Major UAE developers setting up in-house construction firms to increase cash flow
A growing number of major UAE developers are setting up in-house contracting firms, after long relying on third-party contractors. The move is aimed at increasing control over construction timelines, costs and quality standards, and ultimately, securing a larger share of profits, though it could also carry risks.
In a previously unreported sign of the trend, Emaar Properties, which developed the Burj Khalifa, has established Rukn Mirage under its subsidiary Mirage, a spokesperson told Reuters. Emaar joins developers such as Samana Developers, Ellington, and Azizi, all of which have launched in-house contracting units in the past two years.

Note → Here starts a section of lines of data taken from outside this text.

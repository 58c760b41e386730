//! Command-line argument parsing

use crate::config::{DEFAULT_MACHINE, DEFAULT_REGISTRY, ENV_VERBOSE};
use clap::{Args as ClapArgs, Parser, Subcommand};
use std::path::PathBuf;

#[derive(Parser, Debug)]
#[command(name = "fleet-docker")]
#[command(about = "Pull, push, run and clean Docker images on robots of a fleet")]
#[command(version)]
pub struct Args {
    /// Verbose output
    #[arg(long = "verbose", short = 'v', global = true, help = "Enable verbose output")]
    pub verbose: bool,

    /// Quiet mode
    #[arg(long = "quiet", short = 'q', global = true, help = "Only print errors")]
    pub quiet: bool,

    #[command(subcommand)]
    pub command: Command,
}

#[derive(Subcommand, Debug)]
pub enum Command {
    /// Removes the Docker images relative to the current project
    Clean(CleanArgs),
    /// Shows information about a Docker endpoint
    Info(MachineArgs),
    /// Pulls an image on a Docker endpoint
    Pull(TransferArgs),
    /// Pushes an image from a Docker endpoint to its registry
    Push(TransferArgs),
    /// Runs an image on a robot unless it is already running there
    Run(RunArgs),
    /// Prints the logs of a container
    Logs(LogsArgs),
    /// Copies a local image to a robot over SSH
    Transfer(SshTransferArgs),
    /// Builds an image from a directory unless the endpoint already has it
    Build(BuildArgs),
    /// Starts the camera driver on a robot
    Picamera(PicameraArgs),
    /// Attaches this terminal to a running container
    Attach(AttachArgs),
}

#[derive(ClapArgs, Debug, Clone)]
pub struct MachineArgs {
    #[arg(
        long = "machine",
        short = 'H',
        default_value = DEFAULT_MACHINE,
        help = "Docker socket or hostname"
    )]
    pub machine: String,
}

#[derive(ClapArgs, Debug, Clone)]
pub struct CleanArgs {
    #[arg(
        long = "workdir",
        short = 'C',
        help = "Directory containing the project to clean (default: current directory)"
    )]
    pub workdir: Option<PathBuf>,

    #[arg(long = "arch", short = 'a', help = "Target architecture for the image to clean")]
    pub arch: Option<String>,

    #[arg(
        long = "machine",
        short = 'H',
        default_value = DEFAULT_MACHINE,
        help = "Docker socket or hostname where to clean the image"
    )]
    pub machine: String,

    #[arg(long = "stage", visible_alias = "staging", help = "Use staging environment")]
    pub staging: bool,

    #[arg(long = "registry", default_value = DEFAULT_REGISTRY, help = "Use this Docker registry")]
    pub registry: String,
}

#[derive(ClapArgs, Debug, Clone)]
pub struct TransferArgs {
    /// Image reference
    pub image: String,

    #[command(flatten)]
    pub machine: MachineArgs,

    #[arg(long = "no-progress", help = "Do not draw a progress bar")]
    pub no_progress: bool,
}

#[derive(ClapArgs, Debug, Clone)]
pub struct RunArgs {
    /// Image reference
    pub image: String,

    #[arg(long = "robot", short = 'r', help = "Name of the robot")]
    pub robot: String,

    #[arg(long = "ip", help = "IP address of the robot; also used as the Docker endpoint")]
    pub ip: String,

    #[arg(long = "env", short = 'e', help = "Extra environment variable, KEY=VALUE")]
    pub env: Vec<String>,

    #[arg(long = "volume", help = "Extra bind mount, host:container[:mode]")]
    pub volumes: Vec<String>,

    #[arg(long = "with-data", help = "Mount the robot data directory at /data")]
    pub with_data: bool,
}

#[derive(ClapArgs, Debug, Clone)]
pub struct LogsArgs {
    /// Container name or id
    pub container: String,

    #[command(flatten)]
    pub machine: MachineArgs,
}

#[derive(ClapArgs, Debug, Clone)]
pub struct SshTransferArgs {
    /// Local image reference
    pub image: String,

    /// Robot hostname, without the `.local` suffix
    pub hostname: String,
}

#[derive(ClapArgs, Debug, Clone)]
pub struct BuildArgs {
    /// Build context directory, containing a Dockerfile
    pub path: PathBuf,

    #[arg(long = "tag", short = 't', help = "Name and tag of the built image")]
    pub tag: String,

    #[command(flatten)]
    pub machine: MachineArgs,
}

#[derive(ClapArgs, Debug, Clone)]
pub struct PicameraArgs {
    #[arg(long = "robot", short = 'r', help = "Name of the robot")]
    pub robot: String,

    #[arg(long = "ip", help = "IP address of the robot; also used as the Docker endpoint")]
    pub ip: String,
}

#[derive(ClapArgs, Debug, Clone)]
pub struct AttachArgs {
    /// Container name or id
    pub container: String,

    #[arg(long = "hostname", help = "Robot running the container (default: this machine)")]
    pub hostname: Option<String>,
}

impl Args {
    pub fn parse_args() -> Self {
        Args::parse()
    }

    /// Load settings from environment variables
    pub fn from_env(mut self) -> Self {
        if std::env::var(ENV_VERBOSE).is_ok() {
            self.verbose = true;
        }
        self
    }

    pub fn validate(&self) -> Result<(), String> {
        if self.verbose && self.quiet {
            return Err("--verbose and --quiet cannot be used together".to_string());
        }
        match &self.command {
            Command::Clean(clean) if clean.registry.is_empty() => {
                return Err("Registry cannot be empty".to_string());
            }
            Command::Build(build) if build.tag.is_empty() => {
                return Err("Image tag cannot be empty".to_string());
            }
            _ => {}
        }
        Ok(())
    }
}
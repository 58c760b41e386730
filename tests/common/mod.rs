//! In-memory Docker engine for integration tests

#![allow(dead_code)]

pub mod daemon;

use async_trait::async_trait;
use fleet_docker::docker::{
    BuildLog, ContainerDetails, ContainerStatus, ContainerSummary, DockerEngine, EndpointInfo, RunSpec,
};
use fleet_docker::error::{FleetError, Result};
use fleet_docker::progress::LayerEvent;
use futures::stream::{BoxStream, StreamExt};
use std::collections::HashSet;
use std::sync::Mutex;

#[derive(Debug, Clone)]
pub struct FakeContainer {
    pub details: ContainerDetails,
    pub image: String,
}

#[derive(Default)]
pub struct FakeEngine {
    pub info: EndpointInfo,
    pub images: Mutex<Vec<String>>,
    pub failing_removals: HashSet<String>,
    pub removed_images: Mutex<Vec<String>>,
    pub containers: Mutex<Vec<FakeContainer>>,
    pub runs: Mutex<Vec<RunSpec>>,
    pub stopped: Mutex<Vec<String>>,
    pub removed_containers: Mutex<Vec<String>>,
    pub transfer_events: Vec<LayerEvent>,
    pub transfer_error: Option<String>,
    pub pulled: Mutex<Vec<String>>,
    pub build_logs: Vec<BuildLog>,
    pub build_error: Option<String>,
    /// `(tag, dockerfile, context size)` per build
    pub builds: Mutex<Vec<(String, String, usize)>>,
}

impl FakeEngine {
    pub fn with_arch(arch: &str) -> Self {
        Self {
            info: EndpointInfo {
                name: Some("fake".to_string()),
                architecture: Some(arch.to_string()),
                ncpu: Some(4),
                ..Default::default()
            },
            ..Default::default()
        }
    }

    pub fn with_images(self, images: &[&str]) -> Self {
        *self.images.lock().unwrap() = images.iter().map(|s| s.to_string()).collect();
        self
    }

    pub fn failing_removal(mut self, image: &str) -> Self {
        self.failing_removals.insert(image.to_string());
        self
    }

    pub fn with_container(self, name: &str, image: &str, status: ContainerStatus, exit_code: Option<i64>) -> Self {
        self.containers.lock().unwrap().push(FakeContainer {
            details: ContainerDetails {
                id: format!("{}-id", name),
                name: name.to_string(),
                status,
                exit_code,
            },
            image: image.to_string(),
        });
        self
    }

    pub fn with_transfer_events(mut self, events: Vec<LayerEvent>) -> Self {
        self.transfer_events = events;
        self
    }

    pub fn with_transfer_error(mut self, message: &str) -> Self {
        self.transfer_error = Some(message.to_string());
        self
    }

    pub fn with_build_logs(mut self, lines: &[&str]) -> Self {
        self.build_logs = lines
            .iter()
            .map(|line| BuildLog {
                stream: Some(line.to_string()),
                status: None,
            })
            .collect();
        self
    }

    pub fn with_build_error(mut self, message: &str) -> Self {
        self.build_error = Some(message.to_string());
        self
    }

    fn events(&self, image: &str) -> BoxStream<'_, Result<LayerEvent>> {
        let mut items: Vec<Result<LayerEvent>> = self.transfer_events.iter().cloned().map(Ok).collect();
        if let Some(message) = &self.transfer_error {
            items.push(Err(FleetError::Transfer {
                image: image.to_string(),
                message: message.clone(),
            }));
        }
        futures::stream::iter(items).boxed()
    }
}

#[async_trait]
impl DockerEngine for FakeEngine {
    fn describe(&self) -> String {
        "fake".to_string()
    }

    async fn info(&self) -> Result<EndpointInfo> {
        Ok(self.info.clone())
    }

    fn pull(&self, image: &str) -> BoxStream<'_, Result<LayerEvent>> {
        self.pulled.lock().unwrap().push(image.to_string());
        self.events(image)
    }

    fn push(&self, repository: &str, tag: &str) -> BoxStream<'_, Result<LayerEvent>> {
        self.events(&format!("{}:{}", repository, tag))
    }

    fn build(&self, context: Vec<u8>, dockerfile: &str, tag: &str) -> BoxStream<'_, Result<BuildLog>> {
        self.builds
            .lock()
            .unwrap()
            .push((tag.to_string(), dockerfile.to_string(), context.len()));
        let mut items: Vec<Result<BuildLog>> = self.build_logs.iter().cloned().map(Ok).collect();
        match &self.build_error {
            Some(message) => items.push(Err(FleetError::Build {
                tag: tag.to_string(),
                message: message.clone(),
            })),
            None => self.images.lock().unwrap().push(tag.to_string()),
        }
        futures::stream::iter(items).boxed()
    }

    async fn find_images(&self, reference: &str) -> Result<Vec<String>> {
        Ok(self
            .images
            .lock()
            .unwrap()
            .iter()
            .filter(|image| image.as_str() == reference)
            .map(|image| format!("sha256:{}", image.len()))
            .collect())
    }

    async fn image_exists(&self, reference: &str) -> Result<bool> {
        Ok(self.images.lock().unwrap().iter().any(|image| image == reference))
    }

    async fn remove_image(&self, reference: &str) -> Result<()> {
        if self.failing_removals.contains(reference) {
            return Err(FleetError::Docker(format!("conflict: image {} is in use", reference)));
        }
        self.images.lock().unwrap().retain(|image| image != reference);
        self.removed_images.lock().unwrap().push(reference.to_string());
        Ok(())
    }

    async fn list_containers(&self) -> Result<Vec<ContainerSummary>> {
        Ok(self
            .containers
            .lock()
            .unwrap()
            .iter()
            .filter(|container| container.details.status == ContainerStatus::Running)
            .map(|container| ContainerSummary {
                id: container.details.id.clone(),
                image: container.image.clone(),
                names: vec![format!("/{}", container.details.name)],
                state: Some("running".to_string()),
            })
            .collect())
    }

    async fn inspect_container(&self, name_or_id: &str) -> Result<Option<ContainerDetails>> {
        Ok(self
            .containers
            .lock()
            .unwrap()
            .iter()
            .find(|container| container.details.name == name_or_id || container.details.id == name_or_id)
            .map(|container| container.details.clone()))
    }

    async fn run_container(&self, spec: &RunSpec) -> Result<String> {
        let mut runs = self.runs.lock().unwrap();
        runs.push(spec.clone());
        Ok(format!("container-{}", runs.len()))
    }

    async fn stop_container(&self, id: &str) -> Result<()> {
        self.stopped.lock().unwrap().push(id.to_string());
        Ok(())
    }

    async fn remove_container(&self, id: &str) -> Result<()> {
        let mut containers = self.containers.lock().unwrap();
        let before = containers.len();
        containers.retain(|container| container.details.id != id);
        if containers.len() == before {
            return Err(FleetError::Docker(format!("No such container: {}", id)));
        }
        self.removed_containers.lock().unwrap().push(id.to_string());
        Ok(())
    }

    async fn container_logs(&self, id: &str) -> Result<String> {
        Ok(format!("2024-01-01T00:00:00Z hello from {}\n", id))
    }
}
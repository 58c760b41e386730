//! Error types shared by every fleet-docker operation

use thiserror::Error;

pub type Result<T> = std::result::Result<T, FleetError>;

#[derive(Error, Debug)]
pub enum FleetError {
    /// Error reported by the Docker daemon for a request
    #[error("Docker error: {0}")]
    Docker(String),

    /// The endpoint could not be reached or the address is malformed
    #[error("Connection error for '{endpoint}': {message}")]
    Connection { endpoint: String, message: String },

    /// The endpoint reports an architecture missing from the canonical table
    #[error("Architecture {0} not supported!")]
    UnsupportedArchitecture(String),

    /// A shell command exited with a non-zero status
    #[error("The command {command} returned exit code {code}")]
    CommandFailed { command: String, code: i32 },

    /// Image transfer stream reported an error
    #[error("Transfer error for '{image}': {message}")]
    Transfer { image: String, message: String },

    /// An `error` message inside a daemon status stream
    #[error("Daemon reported: {0}")]
    Stream(String),

    #[error("Build error for '{tag}': {message}")]
    Build { tag: String, message: String },

    #[error("Project error: {0}")]
    Project(String),

    #[error("Configuration error: {0}")]
    Config(String),

    #[error("IO error: {0}")]
    Io(#[from] std::io::Error),

    #[error("Serialization error: {0}")]
    Serialization(#[from] serde_json::Error),
}

impl From<bollard::errors::Error> for FleetError {
    fn from(err: bollard::errors::Error) -> Self {
        FleetError::Docker(err.to_string())
    }
}

impl From<hyper::Error> for FleetError {
    fn from(err: hyper::Error) -> Self {
        FleetError::Docker(format!("HTTP transport: {}", err))
    }
}

impl From<url::ParseError> for FleetError {
    fn from(err: url::ParseError) -> Self {
        FleetError::Config(format!("Invalid URL: {}", err))
    }
}
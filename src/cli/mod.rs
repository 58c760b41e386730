//! Command line interface module
//!
//! Argument parsing, the `clean` workflow and the runner that dispatches every
//! subcommand to its Docker endpoint.

pub mod args;
pub mod clean;
pub mod runner;

pub use args::Args;
pub use clean::{CleanPlan, clean_project};
pub use runner::Runner;
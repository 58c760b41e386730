//! Raw JSON-lines requests to the daemon
//!
//! Some daemon streams carry fields the typed client drops (the layer `id` of push
//! status messages). Those requests are sent here over a plain HTTP/1 connection and
//! the body is handed back line by line.

use crate::config::{DEFAULT_API_TIMEOUT, DEFAULT_DOCKER_TCP_PORT};
use crate::docker::endpoint::sanitize_docker_baseurl;
use crate::error::{FleetError, Result};
use base64::Engine;
use base64::engine::general_purpose::STANDARD;
use bollard::auth::DockerCredentials;
use futures::stream::{BoxStream, StreamExt, TryStreamExt};
use http_body_util::{BodyExt, Empty};
use hyper::body::{Bytes, Incoming};
use hyper::client::conn::http1;
use hyper::header::{CONTENT_TYPE, HOST};
use hyper::{Request, Response};
use hyper_util::rt::TokioIo;
use std::path::PathBuf;
use std::time::Duration;
use tokio::net::{TcpStream, UnixStream};
use tokio_util::codec::{FramedRead, LinesCodec};
use tokio_util::io::StreamReader;
use url::Url;

const DEFAULT_SOCKET: &str = "/var/run/docker.sock";

/// Socket a daemon listens on
#[derive(Debug, Clone, PartialEq, Eq)]
pub enum DaemonAddress {
    Unix(PathBuf),
    /// `host:port`
    Tcp(String),
}

impl DaemonAddress {
    /// Parse a `unix://`, `tcp://` or bare host address
    pub fn parse(address: &str) -> Result<Self> {
        let baseurl = sanitize_docker_baseurl(address, DEFAULT_DOCKER_TCP_PORT);
        if let Some(path) = baseurl.strip_prefix("unix://") {
            return Ok(DaemonAddress::Unix(PathBuf::from(path)));
        }

        let parsed = Url::parse(&baseurl)?;
        let host = parsed
            .host_str()
            .filter(|host| !host.is_empty())
            .ok_or_else(|| FleetError::Connection {
                endpoint: baseurl.clone(),
                message: "missing host".to_string(),
            })?;
        let port = parsed.port().unwrap_or(DEFAULT_DOCKER_TCP_PORT);
        Ok(DaemonAddress::Tcp(format!("{}:{}", host, port)))
    }

    /// `DOCKER_HOST` when set, the local socket otherwise
    pub fn local() -> Result<Self> {
        match std::env::var("DOCKER_HOST") {
            Ok(host) if !host.is_empty() => Self::parse(&host),
            _ => Ok(DaemonAddress::Unix(PathBuf::from(DEFAULT_SOCKET))),
        }
    }
}

impl std::fmt::Display for DaemonAddress {
    fn fmt(&self, f: &mut std::fmt::Formatter<'_>) -> std::fmt::Result {
        match self {
            DaemonAddress::Unix(path) => write!(f, "unix://{}", path.display()),
            DaemonAddress::Tcp(authority) => write!(f, "tcp://{}", authority),
        }
    }
}

/// Value of the `X-Registry-Auth` header
pub fn registry_auth_header(credentials: &DockerCredentials) -> Result<String> {
    Ok(STANDARD.encode(serde_json::to_string(credentials)?))
}

/// POST `path_and_query` and stream the non-empty lines of the response body.
///
/// A non-success status is returned as an error carrying the daemon's message.
pub async fn post_json_lines(
    address: &DaemonAddress,
    path_and_query: &str,
    registry_auth: &str,
) -> Result<BoxStream<'static, Result<String>>> {
    let request = Request::post(path_and_query)
        .header(HOST, "docker")
        .header(CONTENT_TYPE, "application/json")
        .header("X-Registry-Auth", registry_auth)
        .body(Empty::<Bytes>::new())
        .map_err(|e| FleetError::Docker(e.to_string()))?;

    let response = tokio::time::timeout(Duration::from_secs(DEFAULT_API_TIMEOUT), send(address, request))
        .await
        .map_err(|_| FleetError::Connection {
            endpoint: address.to_string(),
            message: format!("no answer within {}s", DEFAULT_API_TIMEOUT),
        })??;

    let status = response.status();
    if !status.is_success() {
        let body = response.into_body().collect().await?.to_bytes();
        return Err(FleetError::Docker(format!(
            "{} returned {}: {}",
            path_and_query,
            status,
            String::from_utf8_lossy(&body).trim()
        )));
    }

    let body = response.into_body().into_data_stream().map_err(std::io::Error::other);
    let lines = FramedRead::new(StreamReader::new(body), LinesCodec::new())
        .map_err(|e| FleetError::Docker(e.to_string()))
        .try_filter(|line| futures::future::ready(!line.trim().is_empty()))
        .boxed();
    Ok(lines)
}

async fn send(address: &DaemonAddress, request: Request<Empty<Bytes>>) -> Result<Response<Incoming>> {
    match address {
        DaemonAddress::Unix(path) => {
            let stream = UnixStream::connect(path).await?;
            send_over(TokioIo::new(stream), request).await
        }
        DaemonAddress::Tcp(authority) => {
            let stream = TcpStream::connect(authority.as_str()).await?;
            send_over(TokioIo::new(stream), request).await
        }
    }
}

async fn send_over<T>(io: T, request: Request<Empty<Bytes>>) -> Result<Response<Incoming>>
where
    T: hyper::rt::Read + hyper::rt::Write + Unpin + Send + 'static,
{
    let (mut sender, connection) = http1::handshake(io).await?;
    tokio::spawn(async move {
        // Errors surface through the response body
        let _ = connection.await;
    });
    Ok(sender.send_request(request).await?)
}
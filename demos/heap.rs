use std::io::Read;

use rallocator::{Config, Payload, SegregatedAllocator};

/// Waits until the user presses ENTER.
/// Useful when you want to inspect the process with tools like `pmap` or
/// `gdb` between steps.
fn block_until_enter_pressed() {
  println!("\n>>> Press ENTER to continue...");
  let _ = std::io::stdin().bytes().next();
}

/// Prints a payload and the address it maps to.
fn print_alloc(
  allocator: &SegregatedAllocator,
  label: &str,
  size: usize,
  payload: Payload,
) {
  println!(
    "[{label}] {size} bytes at offset {:#x}, address = {:#x}, usable = {}",
    payload.offset(),
    allocator.address(payload),
    allocator.usable_size(payload).unwrap_or(0),
  );
}

fn main() {
  if std::env::var_os("RUST_LOG").is_some() {
    env_logger::init();
    rallocator::enable_logging();
  }

  let Ok(mut allocator) = SegregatedAllocator::new(Config::default()) else {
    eprintln!("failed to set up the heap");
    return;
  };

  let config = allocator.config();
  println!(
    "[start] PID = {}, chunk = {} bytes, heap limit = {} bytes",
    std::process::id(),
    config.chunk_size,
    config.max_heap,
  );
  allocator.check_heap(2);
  block_until_enter_pressed();

  // --------------------------------------------------------------------
  // 1) Allocate a 24-byte block and write into it.
  // --------------------------------------------------------------------
  let Some(first) = allocator.allocate(24) else {
    return;
  };
  println!("\n[1] Allocate 24 bytes");
  print_alloc(&allocator, "1", 24, first);
  if let Some(bytes) = allocator.bytes_mut(first) {
    bytes[..4].copy_from_slice(&0xDEADBEEFu32.to_ne_bytes());
  }
  allocator.check_heap(2);
  block_until_enter_pressed();

  // --------------------------------------------------------------------
  // 2) Allocate 1000 bytes behind it.
  // --------------------------------------------------------------------
  let Some(second) = allocator.allocate(1000) else {
    return;
  };
  println!("\n[2] Allocate 1000 bytes");
  print_alloc(&allocator, "2", 1000, second);
  allocator.check_heap(2);
  block_until_enter_pressed();

  // --------------------------------------------------------------------
  // 3) Free the first block. Its neighbour is in use, so it stays a hole
  //    of its own.
  // --------------------------------------------------------------------
  if let Err(err) = allocator.free(Some(first)) {
    eprintln!("[3] free failed: {err}");
  }
  println!("\n[3] Freed first block");
  allocator.check_heap(2);
  block_until_enter_pressed();

  // --------------------------------------------------------------------
  // 4) A 16-byte request fits the hole left by the first block.
  // --------------------------------------------------------------------
  let Some(third) = allocator.allocate(16) else {
    return;
  };
  println!("\n[4] Allocate 16 bytes (check reuse of freed block)");
  print_alloc(&allocator, "4", 16, third);
  println!(
    "[4] third == first? {}",
    if third == first {
      "Yes, it reused the freed block"
    } else {
      "No, it allocated somewhere else"
    }
  );
  block_until_enter_pressed();

  // --------------------------------------------------------------------
  // 5) Grow the second block. The free tail behind it is absorbed, so the
  //    payload stays where it is.
  // --------------------------------------------------------------------
  let Some(grown) = allocator.reallocate(Some(second), 2500) else {
    return;
  };
  println!("\n[5] Reallocate second block to 2500 bytes");
  print_alloc(&allocator, "5", 2500, grown);
  println!("[5] moved? {}", grown != second);
  allocator.check_heap(2);
  block_until_enter_pressed();

  // --------------------------------------------------------------------
  // 6) Zeroed allocation larger than the heap: forces growth.
  // --------------------------------------------------------------------
  let before = allocator.heap_size();
  let Some(table) = allocator.zero_allocate(1024, 16) else {
    return;
  };
  println!("\n[6] zero_allocate(1024, 16)");
  print_alloc(&allocator, "6", 1024 * 16, table);
  println!("[6] heap grew from {before} to {} bytes", allocator.heap_size());
  allocator.check_heap(2);
  block_until_enter_pressed();

  // --------------------------------------------------------------------
  // 7) Free everything. All blocks merge back into one.
  // --------------------------------------------------------------------
  for payload in [third, grown, table] {
    if let Err(err) = allocator.free(Some(payload)) {
      eprintln!("[7] free failed: {err}");
    }
  }
  println!("\n[7] Freed everything");
  allocator.check_heap(2);

  println!("\n[8] End of example. Dropping the allocator unmaps the heap.");
}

Arada, the developer co-founded by Saudi Prince Khaled bin Alwaleed bin Talal Al Saud, also confirmed in a statement to Reuters that they acquired part of an Australian contractor this year and plan to integrate it into UAE operations by 2027.
The shift comes as Dubai's real estate surges, with prices up 70 per cent over four years to December 2024 and a government plan to double the population to 7.8 million by 2040.
Property launches rose 83 per cent in 2024, though completions fell 23 per cent, industry data shows.
The boom has fuelled a new influx of workers, including migrant labourers mainly from South Asia, with high rates of turnover among expatriate staff. It has also led to fears of a downturn in a sector that remains crucial to the UAE economy.
Developers have been struggling to attract bids from outside contractors, amid stiff competition.
Samana Developers had initially planned to allocate 20 per cent of its projects to its new in-house arm, launched in September. Now 80-90 per cent of its new projects are being handled internally, Chief Executive Imran Farooq told Reuters.
"We used to get 25 or 30 contractors bidding for a project. Today you get hardly two or three," Farooq said.
Emaar, meanwhile, is taking a hybrid approach. While some projects — such as a recently announced residential development — will be executed by their in-house construction arm Rukn Mirage, they will continue to outsource others, founder and Managing Director Mohamed Alabbar said.
Developers are also tapping debt markets to fund land purchases and operations, as billions of dirhams in buyer payments remain in escrow until handover. Funds are released only after final inspections, with a one-year delivery grace period before buyers can claim refunds.
Developers, whose ownership varies and includes founding families, public investors and Emirati sovereign wealth funds, want to complete projects on time to unlock cash needed for shareholder distributions and to pay for expansion in the UAE and beyond.
Developers also want to avoid penalties for delays. In March, a Dubai court ordered a developer to repay 12.4 million dirhams ($3.38 million) plus interest over an undelivered floating villa, Al Khaleej reported.
Developers say owning the full pipeline — from land acquisition to handover — provides greater certainty in an unpredictable market and aligns with the UAE's push for self-reliance in strategic sectors.
But bringing construction in-house may also carry risks.
"When developers try to become builders, they start splitting focus — and that's when things can get muddy," said Gordon Rodger, founder and managing partner at construction consultancy Stonehaven.
"They end up with teams stretched between land acquisition, sales, marketing, events, PR, funding… and now also procurement, site logistics, health and safety, and huge amounts of sub-contractor management."
Rodger also cautioned that developers could be left with idle construction capacity in a downturn.
"You've got a big factory, a pre-cast yard, a huge joinery division, in-house plant, in-house equipment all sitting idle and you've got no work because your master developer can't sell any real estate," he said.
As a result of the shift, independent contractors may seek more work outside real estate in sectors such as in government infrastructure, manufacturing or oil and gas, industry sources said.